The setup is easy. Install the main package: Markdown Images and set “img_maxwidth”: 400 in MarkdownImages.sublime-settings so that figures don’t take up the whole screen. And also install OpenURL so that you can open links to files with a single shortcut (by default: Ctrl + Alt + u). And that’s it.

Should you try this?

You’ll have a workflow that works for you. And I’m sure it’s not the same as mine. But perhaps you’re a Sublime user. Perhaps today is the day you learned that your editor can show images. If so, my post has served its purpose.

If you’re not a Sublime user, you’re probably a Notebook user—otherwise you would’ve stopped reading long ago. Or maybe you’re a JupyterLab user who could point out all the cool new tools that make Notebooks seem quaint. Again, your workflow should work for you.

My approach here suits my workflow for a few reasons:

  • I generate some figures on my laptop and others on more powerful, remote computers. It’s nice to have a master file that merely links to the figure generation scripts, because then I can keep those scripts in whatever location I need them to be.
  • I use Matlab for some of my work. For this work, the Matlab kernel helps me a lot. But I mostly use it to run m-files (i.e. regular text files). Debugging and defining functions aren’t as easy when running code that is contained within cells in a Notebook.
  • “Much of my data analysis is solely for me and the output is presented and discussed in other forms” (to quote from a similar post about Notebook alternatives).

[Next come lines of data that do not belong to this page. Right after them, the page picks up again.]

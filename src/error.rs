//! Error types for substitution recoding.

use thiserror::Error;

/// Result type alias for recoding operations
pub type Result<T> = std::result::Result<T, RecodeError>;

/// Error type for recoding operations
#[derive(Error, Debug, Clone, PartialEq, Eq)]
pub enum RecodeError {
    /// A record is too short to hold the orientation-determining base
    #[error(
        "Substitution at index {index} is too short for decision index {decision_index} \
         (length {len}): '{record}'"
    )]
    IndexOutOfBounds {
        /// Position of the offending record within its batch
        index: usize,
        /// Position inside the record that was inspected
        decision_index: usize,
        /// Length of the offending record in bytes
        len: usize,
        /// The offending record
        record: String,
    },

    /// Invalid parameter value provided
    #[error("Invalid parameter '{parameter}': {reason}")]
    InvalidParameter {
        /// The parameter name
        parameter: String,
        /// Explanation of why it's invalid
        reason: String,
    },
}

impl RecodeError {
    /// Shifts the batch index of an `IndexOutOfBounds` error by `offset`.
    ///
    /// Used when a sub-slice of a larger batch was normalized on its own and the
    /// error has to point into the enclosing batch.
    #[must_use]
    pub fn offset_index(self, offset: usize) -> Self {
        match self {
            Self::IndexOutOfBounds { index, decision_index, len, record } => {
                Self::IndexOutOfBounds { index: index + offset, decision_index, len, record }
            }
            other => other,
        }
    }

    /// Batch index of the offending record, if this error names one.
    #[must_use]
    pub fn record_index(&self) -> Option<usize> {
        match self {
            Self::IndexOutOfBounds { index, .. } => Some(*index),
            Self::InvalidParameter { .. } => None,
        }
    }
}

#[cfg(test)]
mod tests {
    use super::*;

    #[test]
    fn test_index_out_of_bounds_message() {
        let error = RecodeError::IndexOutOfBounds {
            index: 7,
            decision_index: 1,
            len: 1,
            record: "G".to_string(),
        };
        let msg = format!("{error}");
        assert!(msg.contains("index 7"));
        assert!(msg.contains("decision index 1"));
        assert!(msg.contains("'G'"));
    }

    #[test]
    fn test_invalid_parameter() {
        let error = RecodeError::InvalidParameter {
            parameter: "threads".to_string(),
            reason: "must be >= 1".to_string(),
        };
        let msg = format!("{error}");
        assert!(msg.contains("Invalid parameter 'threads'"));
        assert!(msg.contains("must be >= 1"));
    }

    #[test]
    fn test_offset_index() {
        let error = RecodeError::IndexOutOfBounds {
            index: 2,
            decision_index: 0,
            len: 0,
            record: String::new(),
        };
        assert_eq!(error.offset_index(100).record_index(), Some(102));

        let param = RecodeError::InvalidParameter {
            parameter: "batch-size".to_string(),
            reason: "must be >= 1".to_string(),
        };
        assert_eq!(param.clone().offset_index(5), param);
        assert_eq!(param.record_index(), None);
    }
}
//! Pyrimidine-strand canonicalization of substitution strings.
//!
//! A substitution such as `"AGA>T"` may be reported on either strand. The
//! convention is to report it with the reference base as C or T; when the base
//! at the decision position is G or A, every base of the string is replaced by
//! its Watson-Crick complement.
//!
//! ```
//! use recode_subs::{convert_substitution, convert_trinucleotide_substitution};
//!
//! let tri = convert_trinucleotide_substitution(&["AGA>T", "TCA>G"]).unwrap();
//! assert_eq!(tri, vec!["TCT>A", "TCA>G"]);
//!
//! let single = convert_substitution(&["G>A"]).unwrap();
//! assert_eq!(single, vec!["C>T"]);
//! ```

use crate::error::{RecodeError, Result};

/// Decision index for `<context><ref><context>` trinucleotide notation.
pub const TRINUCLEOTIDE_DECISION_INDEX: usize = 1;

/// Decision index for `<ref>><alt>` single-base notation.
pub const SINGLE_BASE_DECISION_INDEX: usize = 0;

/// Complements a single base.
///
/// Only uppercase `A`, `C`, `G` and `T` are mapped; `N`, `>`, lowercase bases
/// and IUPAC ambiguity codes are returned unchanged.
#[inline]
#[must_use]
pub const fn complement_base(base: u8) -> u8 {
    match base {
        b'A' => b'T',
        b'T' => b'A',
        b'G' => b'C',
        b'C' => b'G',
        _ => base,
    }
}

#[inline]
fn complement_char(c: char) -> char {
    if c.is_ascii() { complement_base(c as u8) as char } else { c }
}

/// Complements every base of `record` in place order (no reversal).
///
/// ```
/// use recode_subs::complement;
///
/// assert_eq!(complement("AGA>T"), "TCT>A");
/// assert_eq!(complement("GGN>A"), "CCN>T");
/// ```
#[must_use]
pub fn complement(record: &str) -> String {
    record.chars().map(complement_char).collect()
}

/// Returns true if `base` is a purine and the record must be complemented.
#[inline]
#[must_use]
pub const fn needs_flip(base: u8) -> bool {
    matches!(base, b'G' | b'A')
}

/// Canonicalizes one record.
///
/// Returns `None` when `record` is too short to contain `decision_index`.
#[must_use]
pub fn canonicalize(record: &str, decision_index: usize) -> Option<String> {
    recode(record, decision_index).map(|(canonical, _)| canonical)
}

/// Canonical form of `record` and whether it had to be complemented.
fn recode(record: &str, decision_index: usize) -> Option<(String, bool)> {
    let base = *record.as_bytes().get(decision_index)?;
    if needs_flip(base) {
        Some((complement(record), true))
    } else {
        Some((record.to_string(), false))
    }
}

/// Canonicalizes every record of `subs` using the base at `decision_index`.
///
/// The output has the same length and order as the input. A record shorter
/// than `decision_index + 1` fails the whole batch with
/// [`RecodeError::IndexOutOfBounds`] naming its position.
pub fn normalize<S: AsRef<str>>(subs: &[S], decision_index: usize) -> Result<Vec<String>> {
    normalize_counted(subs, decision_index).map(|(records, _)| records)
}

/// [`normalize`], also returning how many records were complemented.
pub fn normalize_counted<S: AsRef<str>>(
    subs: &[S],
    decision_index: usize,
) -> Result<(Vec<String>, usize)> {
    let mut out = Vec::with_capacity(subs.len());
    let mut flipped = 0;

    for (index, sub) in subs.iter().enumerate() {
        let record = sub.as_ref();
        let (canonical, was_flipped) =
            recode(record, decision_index).ok_or_else(|| RecodeError::IndexOutOfBounds {
                index,
                decision_index,
                len: record.len(),
                record: record.to_string(),
            })?;
        flipped += usize::from(was_flipped);
        out.push(canonical);
    }

    Ok((out, flipped))
}

/// Canonicalizes trinucleotide substitutions (`"AGA>T"`) on their middle base.
pub fn convert_trinucleotide_substitution<S: AsRef<str>>(subs: &[S]) -> Result<Vec<String>> {
    normalize(subs, TRINUCLEOTIDE_DECISION_INDEX)
}

/// Canonicalizes single-base substitutions (`"G>A"`) on their first base.
pub fn convert_substitution<S: AsRef<str>>(subs: &[S]) -> Result<Vec<String>> {
    normalize(subs, SINGLE_BASE_DECISION_INDEX)
}

/// Substitution layouts understood by the canonicalizer.
#[derive(Clone, Copy, Debug, Default, PartialEq, Eq, Hash)]
pub enum Notation {
    /// Three bases of context around the reference, e.g. `"AGA>T"`.
    #[default]
    Trinucleotide,
    /// Reference base first, e.g. `"G>A"`.
    SingleBase,
}

impl Notation {
    #[must_use]
    pub const fn decision_index(self) -> usize {
        match self {
            Self::Trinucleotide => TRINUCLEOTIDE_DECISION_INDEX,
            Self::SingleBase => SINGLE_BASE_DECISION_INDEX,
        }
    }

    pub fn normalize<S: AsRef<str>>(self, subs: &[S]) -> Result<Vec<String>> {
        normalize(subs, self.decision_index())
    }
}
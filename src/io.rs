//! Opening record files, with gzip handled by file extension.

use std::fs::File;
use std::io::{self, BufRead, BufReader, BufWriter, Write};
use std::path::Path;

use anyhow::{Context, Result};
use flate2::read::MultiGzDecoder;
use flate2::write::GzEncoder;
use flate2::Compression;

/// Path that stands for stdin or stdout.
pub const STDIO_PATH: &str = "-";

const READ_BUFFER: usize = 2 << 20;
const WRITE_BUFFER: usize = 4 << 20;

fn is_gzip(path: &Path) -> bool {
    path.extension().and_then(|s| s.to_str()) == Some("gz")
}

fn is_stdio(path: &Path) -> bool {
    path.as_os_str() == STDIO_PATH
}

/// Opens `path` for line reading, decompressing `.gz` files. `-` reads stdin.
pub fn open_reader(path: &Path) -> Result<Box<dyn BufRead + Send>> {
    if is_stdio(path) {
        return Ok(Box::new(BufReader::with_capacity(READ_BUFFER, io::stdin())));
    }

    let file =
        File::open(path).with_context(|| format!("Failed to open input {}", path.display()))?;

    if is_gzip(path) {
        let decoder = MultiGzDecoder::new(file);
        Ok(Box::new(BufReader::with_capacity(READ_BUFFER, decoder)))
    } else {
        Ok(Box::new(BufReader::with_capacity(READ_BUFFER, file)))
    }
}

/// Creates `path` for writing, compressing when it ends in `.gz`. `-` writes stdout.
///
/// The gzip trailer is written when the returned writer is dropped.
pub fn create_writer(path: &Path) -> Result<Box<dyn Write + Send>> {
    if is_stdio(path) {
        return Ok(Box::new(BufWriter::with_capacity(WRITE_BUFFER, io::stdout())));
    }

    let file =
        File::create(path).with_context(|| format!("Failed to create output {}", path.display()))?;

    if is_gzip(path) {
        // level 1: records are tiny and highly repetitive, speed wins
        let encoder = GzEncoder::new(file, Compression::new(1));
        Ok(Box::new(BufWriter::with_capacity(WRITE_BUFFER, encoder)))
    } else {
        Ok(Box::new(BufWriter::with_capacity(WRITE_BUFFER, file)))
    }
}
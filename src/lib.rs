//! Strand canonicalization of DNA substitution notation.
//!
//! Substitutions such as `"AGA>T"` (trinucleotide context) or `"G>A"` (single
//! base) are rewritten so that the reference base is a pyrimidine (C or T),
//! complementing the whole string when it is reported on the purine strand.
//!
//! - [`canon`]: the canonicalizer and its two entry points
//! - [`parallel`]: the same transformation spread over worker threads
//! - [`pipeline`] and [`io`]: streaming recoding of record files

pub mod canon;
pub mod error;
pub mod io;
pub mod parallel;
pub mod pipeline;

pub use canon::{
    canonicalize, complement, complement_base, convert_substitution,
    convert_trinucleotide_substitution, normalize, normalize_counted, Notation,
};
pub use error::{RecodeError, Result};
pub use parallel::normalize_parallel;
pub use pipeline::{PipelineConfig, PipelineStats};
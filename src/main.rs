use anyhow::Result;
use clap::{Parser, ValueEnum};
use env_logger::Env;
use log::info;
use recode_subs::pipeline::{self, PipelineConfig};
use recode_subs::Notation;
use std::path::PathBuf;
use std::time::Instant;

#[derive(Clone, Copy, Debug, ValueEnum)]
enum NotationArg {
    /// Middle base of a three-base context decides, e.g. AGA>T
    Trinucleotide,
    /// First base decides, e.g. G>A
    Single,
}

impl From<NotationArg> for Notation {
    fn from(arg: NotationArg) -> Self {
        match arg {
            NotationArg::Trinucleotide => Notation::Trinucleotide,
            NotationArg::Single => Notation::SingleBase,
        }
    }
}

#[derive(Parser)]
#[command(name = "recode-subs")]
#[command(about = "Report substitutions on the pyrimidine strand, one record per line")]
struct Args {
    #[arg(short = 'i', long, default_value = "-", help = "Input file (.gz ok, - for stdin)")]
    input: PathBuf,

    #[arg(short = 'o', long, default_value = "-", help = "Output file (.gz ok, - for stdout)")]
    output: PathBuf,

    #[arg(short = 'm', long, value_enum, default_value = "trinucleotide", help = "Record layout")]
    notation: NotationArg,

    #[arg(short = 't', long, default_value = "4", help = "Number of worker threads")]
    threads: usize,

    #[arg(short = 'b', long, default_value = "100000", help = "Records per batch")]
    batch_size: usize,

    #[arg(short = 'v', long, default_value = "false", help = "Verbose output showing progress")]
    verbose: bool,
}

fn main() -> Result<()> {
    let args = Args::parse();

    let level = if args.verbose { "debug" } else { "info" };
    env_logger::Builder::from_env(Env::default().default_filter_or(level)).init();

    let config = PipelineConfig {
        notation: args.notation.into(),
        threads: args.threads,
        batch_size: args.batch_size,
    };
    config.validate()?;

    info!(
        "Recoding {} as {:?} with {} threads",
        args.input.display(),
        config.notation,
        config.threads
    );
    let start = Instant::now();

    let stats = pipeline::recode_file(&args.input, &args.output, &config)?;

    info!(
        "Recoded {} records ({} complemented) in {} batches, {:.1}s",
        stats.records,
        stats.flipped,
        stats.batches,
        start.elapsed().as_secs_f64()
    );
    Ok(())
}
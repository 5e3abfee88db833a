//! Chunked, multi-threaded normalization of large batches.
//!
//! The batch is cut into contiguous chunks that are handed to a pool of scoped
//! workers over a bounded channel. Each finished chunk lands in the slot for its
//! chunk number, so output order never depends on completion order.

use std::thread;

use crossbeam_channel::bounded;

use crate::canon::normalize;
use crate::error::{RecodeError, Result};

/// Records per chunk handed to a worker.
pub const DEFAULT_CHUNK_SIZE: usize = 10_000;

/// Parallel equivalent of [`normalize`] using `threads` workers.
///
/// Produces exactly what [`normalize`] would: the same output, or the error for
/// the lowest-indexed malformed record.
pub fn normalize_parallel<S>(
    subs: &[S],
    decision_index: usize,
    threads: usize,
) -> Result<Vec<String>>
where
    S: AsRef<str> + Sync,
{
    normalize_parallel_chunked(subs, decision_index, threads, DEFAULT_CHUNK_SIZE)
}

/// [`normalize_parallel`] with an explicit chunk size.
pub fn normalize_parallel_chunked<S>(
    subs: &[S],
    decision_index: usize,
    threads: usize,
    chunk_size: usize,
) -> Result<Vec<String>>
where
    S: AsRef<str> + Sync,
{
    if threads == 0 {
        return Err(invalid("threads", "must be >= 1"));
    }
    if chunk_size == 0 {
        return Err(invalid("chunk-size", "must be >= 1"));
    }
    if threads == 1 || subs.len() <= chunk_size {
        return normalize(subs, decision_index);
    }

    let num_chunks = subs.len().div_ceil(chunk_size);
    let mut slots: Vec<Option<Vec<String>>> = vec![None; num_chunks];
    let mut first_error: Option<RecodeError> = None;

    thread::scope(|scope| {
        let (job_tx, job_rx) = bounded::<(usize, &[S])>(threads * 2);
        let (result_tx, result_rx) = bounded::<(usize, Result<Vec<String>>)>(threads * 2);

        for _ in 0..threads.min(num_chunks) {
            let rx = job_rx.clone();
            let tx = result_tx.clone();
            scope.spawn(move || {
                while let Ok((chunk_no, chunk)) = rx.recv() {
                    let result = normalize(chunk, decision_index)
                        .map_err(|e| e.offset_index(chunk_no * chunk_size));
                    if tx.send((chunk_no, result)).is_err() {
                        break;
                    }
                }
            });
        }
        drop(job_rx);
        drop(result_tx);

        scope.spawn(move || {
            for job in subs.chunks(chunk_size).enumerate() {
                if job_tx.send(job).is_err() {
                    break;
                }
            }
        });

        for (chunk_no, result) in result_rx {
            match result {
                Ok(records) => slots[chunk_no] = Some(records),
                Err(e) => {
                    let replace = match (&first_error, e.record_index()) {
                        (None, _) => true,
                        (Some(prev), Some(index)) => prev.record_index().is_some_and(|p| index < p),
                        (Some(_), None) => false,
                    };
                    if replace {
                        first_error = Some(e);
                    }
                }
            }
        }
    });

    if let Some(e) = first_error {
        return Err(e);
    }

    let mut out = Vec::with_capacity(subs.len());
    for slot in slots {
        out.extend(slot.into_iter().flatten());
    }
    Ok(out)
}

fn invalid(parameter: &str, reason: &str) -> RecodeError {
    RecodeError::InvalidParameter { parameter: parameter.to_string(), reason: reason.to_string() }
}

#[cfg(test)]
mod tests {
    use super::*;

    fn sample(n: usize) -> Vec<String> {
        const CONTEXTS: [&str; 6] = ["AGA>T", "TCA>G", "GGN>A", "CTT>A", "AAC>G", "NAN>C"];
        (0..n).map(|i| CONTEXTS[i % CONTEXTS.len()].to_string()).collect()
    }

    #[test]
    fn test_matches_sequential() {
        let subs = sample(1_003);
        let expected = normalize(&subs, 1).unwrap();
        for threads in [1, 2, 3, 8] {
            let got = normalize_parallel_chunked(&subs, 1, threads, 17).unwrap();
            assert_eq!(got, expected, "threads={threads}");
        }
    }

    #[test]
    fn test_empty_batch() {
        let subs: Vec<String> = Vec::new();
        assert!(normalize_parallel_chunked(&subs, 1, 4, 3).unwrap().is_empty());
    }

    #[test]
    fn test_error_has_global_index() {
        let mut subs = sample(100);
        subs[57] = "A".to_string();
        let err = normalize_parallel_chunked(&subs, 1, 4, 10).unwrap_err();
        assert_eq!(err.record_index(), Some(57));
    }

    #[test]
    fn test_lowest_index_error_wins() {
        let mut subs = sample(200);
        subs[5] = String::new();
        subs[150] = "G".to_string();
        subs[90] = "T".to_string();
        let err = normalize_parallel_chunked(&subs, 1, 6, 7).unwrap_err();
        assert_eq!(err, normalize(&subs, 1).unwrap_err());
        assert_eq!(err.record_index(), Some(5));
    }

    #[test]
    fn test_invalid_parameters() {
        let subs = sample(4);
        assert!(matches!(
            normalize_parallel(&subs, 1, 0),
            Err(RecodeError::InvalidParameter { .. })
        ));
        assert!(matches!(
            normalize_parallel_chunked(&subs, 1, 2, 0),
            Err(RecodeError::InvalidParameter { .. })
        ));
    }
}
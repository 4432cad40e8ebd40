//! Reading store metadata.
//!
//! The metadata row is what the cheap compatibility check compares against:
//! it records the version hash of every entity the store was written with.

use std::collections::BTreeMap;
use std::path::Path;
use std::time::Duration;

use rusqlite::{Connection, OptionalExtension};
use store_model_core::StoreMetadata;
use tracing::debug;

use crate::error::{MetadataError, sqlite_code};
use crate::reader::{close_quietly, open_read_only};
use crate::schema::metadata_query;

/// Connection options applied before the metadata is read.
///
/// # Examples
///
/// ```
/// use std::time::Duration;
/// use store_model_sqlite::StoreOptions;
///
/// let options = StoreOptions::default()
///     .with_busy_timeout(Duration::from_millis(250))
///     .with_pragma("cache_size", "-2000");
/// assert_eq!(options.pragmas.len(), 1);
/// ```
#[derive(Debug, Clone, Default, PartialEq, Eq)]
pub struct StoreOptions {
    /// How long to wait on a locked store before failing.
    ///
    /// `None` fails at once with `SQLITE_BUSY`.
    pub busy_timeout: Option<Duration>,
    /// Pragmas set on the connection, by name.
    pub pragmas: BTreeMap<String, String>,
}

impl StoreOptions {
    /// Sets the busy timeout.
    pub fn with_busy_timeout(mut self, timeout: Duration) -> Self {
        self.busy_timeout = Some(timeout);
        self
    }

    /// Adds a pragma.
    pub fn with_pragma(mut self, name: &str, value: &str) -> Self {
        self.pragmas.insert(name.to_string(), value.to_string());
        self
    }

    fn apply_pragmas(&self, conn: &Connection) -> Result<(), MetadataError> {
        for (name, value) in &self.pragmas {
            if name.is_empty() || !name.chars().all(|c| c.is_ascii_alphanumeric() || c == '_') {
                return Err(MetadataError::InvalidPragma(name.clone()));
            }
            conn.pragma_update(None, name, value)?;
        }
        Ok(())
    }
}

/// Reads [`StoreMetadata`] from SQLite stores.
#[derive(Debug, Clone, Copy, Default)]
pub struct SqliteMetadataSource;

impl SqliteMetadataSource {
    /// Reads the metadata of the store at `path`.
    ///
    /// # Errors
    ///
    /// Returns [`MetadataError::OpenFailed`] if the file is not a database,
    /// [`MetadataError::Missing`] if it has no metadata row,
    /// [`MetadataError::StoreTypeMismatch`] if the recorded store type is not
    /// `store_type`, and the underlying error for anything else.
    pub fn fetch(
        &self,
        path: &Path,
        store_type: &str,
        options: &StoreOptions,
    ) -> Result<StoreMetadata, MetadataError> {
        let busy_timeout = options.busy_timeout.unwrap_or(Duration::ZERO);
        let conn = open_read_only(path, busy_timeout).map_err(|e| MetadataError::OpenFailed {
            code: sqlite_code(&e),
        })?;

        let plist = read_plist(&conn, options);
        close_quietly(conn, path);

        let metadata: StoreMetadata = serde_json::from_slice(&plist?)?;
        if metadata.store_type != store_type {
            return Err(MetadataError::StoreTypeMismatch {
                expected: store_type.to_string(),
                found: metadata.store_type,
            });
        }

        debug!(
            path = %path.display(),
            entities = metadata.entity_version_hashes.len(),
            "read store metadata"
        );
        Ok(metadata)
    }
}

fn read_plist(conn: &Connection, options: &StoreOptions) -> Result<Vec<u8>, MetadataError> {
    options.apply_pragmas(conn)?;
    conn.query_row(&metadata_query(), [], |row| row.get::<_, Option<Vec<u8>>>(0))
        .optional()?
        .flatten()
        .ok_or(MetadataError::Missing)
}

If nothing else, I hope this post will “challenge you to think about how your tools limit you” and “how different workflows could make your life easier” (to quote Joel Grus from his I don’t like Notebooks talk.) Or, as someone on Reddit put it, users who stick to Notebooks “are missing the wonderful life of living with the terminal or the benefits of using an editor like vim (or even PyCharm or VSCode), which hampers their growth potential.”

Author: Ken Hughes

Post-doctoral research scientist in physical oceanography

One thought on “Jupyter Notebooks are gone from my scientific workflow”

  1. I like your new workflow!

    I tend to avoid notebooks for research because they (a) encourage poor coding practices, like using global state (b) make it harder to refactor notebooks into library code and (c) are difficult to test—and ensuring correctness is a fundamental part of good research!

    For teaching, it’s helpful to be able to step through cells with the class, but it’s so easy to create a notebook where the outputs are no longer what you’d get if you executed all cells sequentially from scratch. So, I prefer using tools like Jupytext or codebraid, so I can write a markdown file which I can subsequently execute or convert to a notebook.

    I am curious which other editors support cell execution and rendering. Emacs has the lovely org-mode, codebraid has a VS Code plugin, and others use Quarto with qmd.